Today, when we say to our cell phones "find me the best rated restaurant nearby", how much pure theory is involved behind it? Calculus, Riemannian geometry, complex functions, probability theory, relativity, electricity, optics, organic chemistry, inorganic chemistry ...... each theory, when it was born, we did not expect its role in daily life.

In a word, science and engineering are different. The purpose of science is to explore the laws of the world, while how these laws should be applied is the business of engineering. The main job of engineering is to use the theories and laws discovered by science to solve the problems that need to be solved in human society (of course, engineering develops a lot of understanding of the laws of the world in the process). The usefulness of the results of science will rarely be as obvious as that of engineering. Science is supposed to be ahead of its time. It is because research in science is always difficult and slow that we should persistently invest in expanding the boundaries of human cognition. If engineering finds that the theory of science cannot support the actual problem, and then invests money in science to study the related problems, the solution of the problem will be delayed for decades, which will greatly hinder the progress of human society.

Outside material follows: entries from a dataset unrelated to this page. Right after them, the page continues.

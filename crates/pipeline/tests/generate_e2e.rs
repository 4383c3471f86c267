//! End-to-end generation against a fixture source tree on disk

use chillgen_core::{
    FileSystem, GenerationReport, GeneratorConfig, NoOpHandler, RealFileSystem, Variant,
};
use chillgen_pipeline::{GenerationOrchestrator, RunOptions, Selection};
use regex::Regex;
use std::fs;
use std::path::{Path, PathBuf};
use std::sync::Arc;
use tempfile::TempDir;

const AVATAR_TW: &str = r#"import type { AvatarPropsTw } from '../../../types/avatar/avatar.tw.types';
import { avatarTv } from '../styles/Avatar.variants';
import { cn } from '../../../utils/tw/cn';

export default function Avatar({ size }: AvatarPropsTw) {
  return cn(avatarTv({ size }));
}
"#;

const AVATAR_SS: &str = r#"import type { AvatarPropsSs } from '../../../types/avatar/avatar.ss.types';
import { styles } from '../styles/Avatar.styles';
import { createSheet } from '../../../utils/ss/sheet';

export default function Avatar({ size }: AvatarPropsSs) {
  return createSheet(styles[size]);
}
"#;

const AVATAR_HYBRID: &str = r#"import type { AvatarProps } from '../../../types/avatar/avatar.types';
import { isNativeWind } from '../../../utils/hybrid/detect';

export default function Avatar(props: AvatarProps) {
  return isNativeWind() ? 'tw' : 'ss';
}
"#;

const ACCORDION_INDEX: &str = r#"export { default as AccordionItem } from './components/item/Item';
export { default as AccordionItemTw } from './components/item/Item.tw';
export { default as AccordionTrigger } from './components/trigger/Trigger';
export type { AccordionPropsSs } from '../../types/accordion/accordion.ss.types';
"#;

fn write(root: &Path, rel: &str, content: &str) {
    let path = root.join(rel);
    fs::create_dir_all(path.parent().expect("No parent")).expect("Failed to create directory");
    fs::write(path, content).expect("Failed to write fixture file");
}

fn read(root: &Path, rel: &str) -> String {
    fs::read_to_string(root.join(rel)).unwrap_or_else(|e| panic!("Failed to read {}: {}", rel, e))
}

/// Source tree with one standard and one composite component
fn create_project(dir: &TempDir) -> GeneratorConfig {
    let root = dir.path();

    write(
        root,
        "scripts/templates/tsconfig.template.json",
        "{ \"extends\": \"../../tsconfig.base.json\" }\n",
    );
    write(
        root,
        "scripts/templates/bob.config.template.js",
        "module.exports = { name: '{{CORE_NAME}}' };\n",
    );
    for variant in Variant::ALL {
        write(
            root,
            &format!("scripts/templates/package.{}.template.json", variant.name()),
            &format!("{{ \"name\": \"@chill-ui/{}\" }}\n", variant.name()),
        );
    }
    write(
        root,
        "scripts/templates/nativewind-env.d.ts",
        "/// <reference types=\"nativewind/types\" />\n",
    );

    let src = "chill-ui-core/src";
    write(root, &format!("{src}/index.ts"), "export * from './components';\n");
    write(root, &format!("{src}/theme.ts"), "export const theme = {};\n");

    write(root, &format!("{src}/components/avatar/components/Avatar.tsx"), AVATAR_HYBRID);
    write(root, &format!("{src}/components/avatar/components/Avatar.tw.tsx"), AVATAR_TW);
    write(root, &format!("{src}/components/avatar/components/Avatar.ss.tsx"), AVATAR_SS);
    write(
        root,
        &format!("{src}/components/avatar/components/Avatar.stories.tsx"),
        "export default {};\n",
    );
    write(
        root,
        &format!("{src}/components/avatar/styles/Avatar.variants.ts"),
        "export const avatarTv = (v: object) => 'rounded-full';\n",
    );
    write(
        root,
        &format!("{src}/components/avatar/styles/Avatar.styles.ts"),
        "export const styles = { sm: {}, md: {} };\n",
    );
    write(root, &format!("{src}/components/avatar/styles/README.md"), "# styles\n");
    write(
        root,
        &format!("{src}/components/avatar/__tests__/Avatar.test.tsx"),
        "it('renders', () => {});\n",
    );
    write(
        root,
        &format!("{src}/components/avatar/components/__tests__/Avatar.test.tsx"),
        "it('renders the hybrid avatar', () => {});\n",
    );
    write(
        root,
        &format!("{src}/components/avatar/index.ts"),
        "export { default as Avatar } from './components/Avatar';\nexport type { AvatarProps } from '../../types/avatar/avatar.types';\n",
    );

    write(
        root,
        &format!("{src}/components/accordion/components/item/item.tsx"),
        "export default function AccordionItem() { return 'hybrid'; }\n",
    );
    write(
        root,
        &format!("{src}/components/accordion/components/item/item.tw.tsx"),
        "export default function AccordionItemTw() { return 'tw'; }\n",
    );
    write(
        root,
        &format!("{src}/components/accordion/components/trigger/Trigger.tsx"),
        "export default function AccordionTrigger() { return null; }\n",
    );
    write(root, &format!("{src}/components/accordion/index.ts"), ACCORDION_INDEX);

    write(
        root,
        &format!("{src}/types/avatar/avatar.types.ts"),
        "export interface AvatarProps { size: 'sm' | 'md'; }\n",
    );
    write(
        root,
        &format!("{src}/types/avatar/avatar.tw.types.ts"),
        "import type { AvatarVariantsTw } from '../../components/avatar/styles/Avatar.variants';\nexport interface AvatarPropsTw { variants?: AvatarVariantsTw; }\n",
    );
    write(
        root,
        &format!("{src}/types/avatar/avatar.ss.types.ts"),
        "import type { Sheet } from '../../utils/ss/sheet';\nexport interface AvatarPropsSs { style?: Sheet; }\n",
    );
    write(
        root,
        &format!("{src}/types/accordion/accordion.ss.types.ts"),
        "export interface AccordionPropsSs { multiple?: boolean; }\n",
    );

    write(
        root,
        &format!("{src}/utils/common/merge.ts"),
        "export const merge = (...parts: string[]) => parts.join(' ');\n",
    );
    write(root, &format!("{src}/utils/index.ts"), "export * from './common/merge';\n");
    write(
        root,
        &format!("{src}/utils/tw/cn.ts"),
        "export const cn = (...parts: string[]) => parts.join(' ');\n",
    );
    write(
        root,
        &format!("{src}/utils/ss/sheet.ts"),
        "export const createSheet = <T,>(style: T) => style;\nexport type Sheet = object;\n",
    );
    write(
        root,
        &format!("{src}/utils/hybrid/detect.ts"),
        "export const isNativeWind = () => true;\n",
    );
    write(
        root,
        &format!("{src}/utils/hybrid/cn.ts"),
        "export const cn = (...parts: string[]) => parts.filter(Boolean).join(' ');\n",
    );

    write(
        root,
        &format!("{src}/constants/sizes.ts"),
        "export const SIZES = ['sm', 'md'] as const;\n",
    );

    let mut config = GeneratorConfig::for_project(root);
    config.alias_command = Vec::new();
    config.validate().expect("Fixture config should be valid");
    config
}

If we are going to solve existing problems with existing theories, then we need to make sure that science research is ahead of society as a whole. Thus, the first applications of today's cutting-edge science research results are often decades or even centuries away, and its applications are likely to take forms that we can hardly imagine now.

It is often questioned that there are still many poor people in the world, so why not subsidize them with money instead of doing some scientific theoretical research that currently has no application scenarios in sight? This is because the main force that raises the standard of living is the increase in the level of productivity. If we still maintain the same level of productivity today as we did a thousand years ago, then no matter how much we help the poor, everyone's life will not be any better. Strengthening research in basic disciplines is beneficial to society as a whole, even if we do not see application scenarios for the time being. What do you think about this?